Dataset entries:
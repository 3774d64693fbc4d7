//! Prints a channel table and upload count for channels given on the command line
//!
//! ```text
//! YOUTUBE_API_KEY=... RUST_LOG=ytscope_core=debug \
//!     cargo run --example channel_report -- "UC_x5XG1OV2P6uZZ5FSM9Ttw, UCVHFbqXqoYvEWM1Ddxl0QDg"
//! ```

use tracing_subscriber::EnvFilter;
use ytscope_core::{ClientConfig, YoutubeService, parse_channel_ids};

#[tokio::main]
async fn main() -> Result<(), Box<dyn std::error::Error>> {
    tracing_subscriber::fmt()
        .with_env_filter(EnvFilter::try_from_default_env().unwrap_or_else(|_| EnvFilter::new("info")))
        .init();

    let input = std::env::args().skip(1).collect::<Vec<_>>().join(",");
    let ids = parse_channel_ids(&input);
    if ids.is_empty() {
        eprintln!("usage: channel_report <channel id>[,<channel id>...]");
        return Ok(());
    }

    let service = YoutubeService::with_config(ClientConfig::from_env()?)?;

    let batch = service.extract_channels_with_report(&ids).await;
    println!("{:<26} {:>12} {:>8} {:>14}  Name", "Channel ID", "Subscribers", "Videos", "Views");
    for channel in &batch.records {
        println!(
            "{:<26} {:>12} {:>8} {:>14}  {}",
            channel.channel_id,
            channel.subscriber_count,
            channel.video_count,
            channel.view_count,
            channel.title.as_deref().unwrap_or("-")
        );
    }
    for skipped in &batch.skipped {
        println!("skipped {}: {}", skipped.channel_id, skipped.reason);
    }

    if let Some(first) = batch.records.first() {
        match service.fetch_all_videos(&first.channel_id).await {
            Ok(videos) => {
                let views: u64 = videos.iter().map(|v| v.view_count).sum();
                println!("\n{} uploads of {} with {} views in total", videos.len(), first.channel_id, views);
            }
            Err(e) => println!("\nCould not list uploads: {}", e),
        }
    }

    Ok(())
}
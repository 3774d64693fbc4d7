//! URL helper functions for the YouTube Data API
//!
//! Builds request paths relative to the API base URL and normalises
//! user-supplied channel identifiers. The API key is never part of the
//! paths built here; the client appends it when sending.

use regex::Regex;
use std::sync::LazyLock;

/// Base URL of the YouTube Data API v3
pub const DEFAULT_BASE_URL: &str = "https://www.googleapis.com/youtube/v3";

/// Largest page size the API accepts for list calls
pub const MAX_RESULTS: usize = 50;

const CHANNEL_PARTS: &str = "snippet,statistics";
const UPLOADS_PARTS: &str = "contentDetails";
const VIDEO_PARTS: &str = "snippet,contentDetails,statistics";

static CHANNEL_URL_REGEX: LazyLock<Regex> = LazyLock::new(|| {
    Regex::new(r"^(?:https?://)?(?:www\.|m\.)?youtube\.com/channel/(UC[\w-]{22})(?:[/?#].*)?$")
        .expect("Should be able to parse the channel URL regex")
});

/// Builds the `channels.list` path requesting snippet and statistics
///
/// # Example
/// ```
/// use ytscope_core::url::channel_details_path;
/// let path = channel_details_path("UCabc");
/// assert_eq!(path, "/channels?part=snippet%2Cstatistics&id=UCabc");
/// ```
pub fn channel_details_path(channel_id: &str) -> String {
    channels_path(CHANNEL_PARTS, channel_id)
}

/// Builds the `channels.list` path requesting content details
///
/// Used to resolve the uploads playlist of a channel.
pub fn channel_uploads_path(channel_id: &str) -> String {
    channels_path(UPLOADS_PARTS, channel_id)
}

fn channels_path(part: &str, channel_id: &str) -> String {
    format!(
        "/channels?part={}&id={}",
        urlencoding::encode(part),
        urlencoding::encode(channel_id)
    )
}

/// Builds one page of `playlistItems.list`
///
/// # Arguments
/// * `playlist_id` - Playlist to list (e.g., the uploads playlist "UUabc")
/// * `page_token` - Continuation token, `None` for the first page
///
/// # Example
/// ```
/// use ytscope_core::url::playlist_items_path;
/// let path = playlist_items_path("UUabc", Some("CDIQAA"));
/// assert_eq!(
///     path,
///     "/playlistItems?part=snippet&maxResults=50&playlistId=UUabc&pageToken=CDIQAA"
/// );
/// ```
pub fn playlist_items_path(playlist_id: &str, page_token: Option<&str>) -> String {
    let mut path = format!(
        "/playlistItems?part=snippet&maxResults={}&playlistId={}",
        MAX_RESULTS,
        urlencoding::encode(playlist_id)
    );
    if let Some(token) = page_token {
        path.push_str("&pageToken=");
        path.push_str(&urlencoding::encode(token));
    }
    path
}

/// Builds a batched `videos.list` path for up to [`MAX_RESULTS`] ids
///
/// # Example
/// ```
/// use ytscope_core::url::videos_path;
/// let ids = vec!["a1".to_string(), "b2".to_string()];
/// assert_eq!(
///     videos_path(&ids),
///     "/videos?part=snippet%2CcontentDetails%2Cstatistics&id=a1%2Cb2"
/// );
/// ```
pub fn videos_path(video_ids: &[String]) -> String {
    format!(
        "/videos?part={}&id={}",
        urlencoding::encode(VIDEO_PARTS),
        urlencoding::encode(&video_ids.join(","))
    )
}

/// Normalises one user-supplied channel identifier
///
/// Trims whitespace and reduces `youtube.com/channel/UC…` URLs to the
/// bare ID. Anything else is passed through as typed, so the API decides
/// whether it exists.
///
/// # Returns
/// `None` if the input is empty after trimming
///
/// # Example
/// ```
/// use ytscope_core::url::extract_channel_id;
/// let id = extract_channel_id(" https://www.youtube.com/channel/UC_x5XG1OV2P6uZZ5FSM9Ttw/videos ");
/// assert_eq!(id, Some("UC_x5XG1OV2P6uZZ5FSM9Ttw".to_string()));
/// ```
pub fn extract_channel_id(input: &str) -> Option<String> {
    let trimmed = input.trim();
    if trimmed.is_empty() {
        return None;
    }

    if let Some(caps) = CHANNEL_URL_REGEX.captures(trimmed) {
        return Some(caps[1].to_string());
    }

    Some(trimmed.to_string())
}

/// Splits comma-separated dashboard input into channel identifiers
///
/// Empty segments are dropped; order and duplicates are kept.
///
/// # Example
/// ```
/// use ytscope_core::url::parse_channel_ids;
/// let ids = parse_channel_ids(" UCabc, UCxyz ,,UCabc");
/// assert_eq!(ids, vec!["UCabc", "UCxyz", "UCabc"]);
/// ```
pub fn parse_channel_ids(text: &str) -> Vec<String> {
    text.split(',').filter_map(extract_channel_id).collect()
}
//! Google API error body parser
//!
//! Failed calls return `{"error": {"code", "message", "errors": [{"reason"}]}}`.
//! Only used to build readable messages; classification goes by status code.

use serde::Deserialize;

#[derive(Debug, Deserialize)]
struct ErrorEnvelope {
    error: ErrorBody,
}

#[derive(Debug, Deserialize)]
struct ErrorBody {
    #[serde(default)]
    message: Option<String>,
    #[serde(default)]
    errors: Vec<ErrorDetail>,
}

#[derive(Debug, Deserialize)]
struct ErrorDetail {
    #[serde(default)]
    reason: Option<String>,
}

/// Describes a failed response body in one line
///
/// Yields `"<reason>: <message>"` for Google error envelopes and the
/// trimmed raw body otherwise.
pub fn describe_error_body(body: &str) -> String {
    if let Ok(envelope) = serde_json::from_str::<ErrorEnvelope>(body) {
        let reason = envelope
            .error
            .errors
            .iter()
            .find_map(|detail| detail.reason.as_deref());
        match (reason, envelope.error.message.as_deref()) {
            (Some(reason), Some(message)) => return format!("{}: {}", reason, message),
            (Some(reason), None) => return reason.to_string(),
            (None, Some(message)) => return message.to_string(),
            (None, None) => {}
        }
    }

    let trimmed = body.trim();
    if trimmed.is_empty() {
        "no error details".to_string()
    } else {
        trimmed.to_string()
    }
}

**EXERCISE INSTRUCTIONS:** Every line above in which the word "Option" occurs needs to be copied.

**OUTPUT:**
pub fn playlist_items_path(playlist_id: &str, page_token: Option<&str>) -> String {
pub fn extract_channel_id(input: &str) -> Option<String> {
    message: Option<String>,
    reason: Option<String>,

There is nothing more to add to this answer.